▼▼▼

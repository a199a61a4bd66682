//! Temporary project roots with a job directory for integration tests.
//!
//! Integration tests are compiled as separate crates, so this file is pulled
//! in with `#[path = "common/job_dir.rs"]` rather than shared as a module.

use std::fs;

use camino::{Utf8Path, Utf8PathBuf};
use tempfile::TempDir;

/// Name of the job directory inside the project root; matches the default.
pub const JOBS_DIR: &str = "tests";

/// A temporary project root containing a `tests/` job directory.
#[derive(Debug)]
pub struct Project {
    root: Utf8PathBuf,
    _tmp: TempDir,
}

impl Project {
    /// Creates a project with an empty job directory.
    pub fn new() -> Self {
        let project = Self::without_jobs_dir();
        fs::create_dir_all(project.jobs_dir())
            .unwrap_or_else(|err| panic!("create job directory: {err}"));
        project
    }

    /// Creates a project whose job directory does not exist.
    pub fn without_jobs_dir() -> Self {
        let tmp = TempDir::new().unwrap_or_else(|err| panic!("create project root: {err}"));
        let root = Utf8PathBuf::from_path_buf(tmp.path().to_path_buf())
            .unwrap_or_else(|path| panic!("non-UTF-8 temp path: {}", path.display()));
        Self { root, _tmp: tmp }
    }

    pub fn root(&self) -> &Utf8Path {
        &self.root
    }

    pub fn jobs_dir(&self) -> Utf8PathBuf {
        self.root.join(JOBS_DIR)
    }

    /// Adds a job that exits with `code`.
    pub fn add_job(&self, name: &str, code: i32) {
        self.add_script(name, &format!("#!/bin/sh\nexit {code}\n"));
    }

    /// Adds a job that appends its name to `ran.log` in the project root
    /// before exiting with `code`.
    pub fn add_logging_job(&self, name: &str, code: i32) {
        self.add_script(name, &format!("#!/bin/sh\necho {name} >> ran.log\nexit {code}\n"));
    }

    /// Adds an executable script with the given body.
    pub fn add_script(&self, name: &str, body: &str) {
        let path = self.jobs_dir().join(name);
        if let Some(parent) = path.parent() {
            fs::create_dir_all(parent)
                .unwrap_or_else(|err| panic!("create parent directories for {path}: {err}"));
        }
        fs::write(&path, body).unwrap_or_else(|err| panic!("write {path}: {err}"));

        #[cfg(unix)]
        {
            use std::os::unix::fs::PermissionsExt;
            fs::set_permissions(&path, fs::Permissions::from_mode(0o755))
                .unwrap_or_else(|err| panic!("chmod {path}: {err}"));
        }
    }

    /// Names recorded by logging jobs, in execution order.
    pub fn ran(&self) -> Vec<String> {
        fs::read_to_string(self.root.join("ran.log"))
            .map(|log| log.lines().map(str::to_owned).collect())
            .unwrap_or_default()
    }
}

▲▲▲

Task -
Identify every line above with the string "TempDir" in it. Copy those lines.

Exercise solution -
use tempfile::TempDir;
    _tmp: TempDir,
        let tmp = TempDir::new().unwrap_or_else(|err| panic!("create project root: {err}"));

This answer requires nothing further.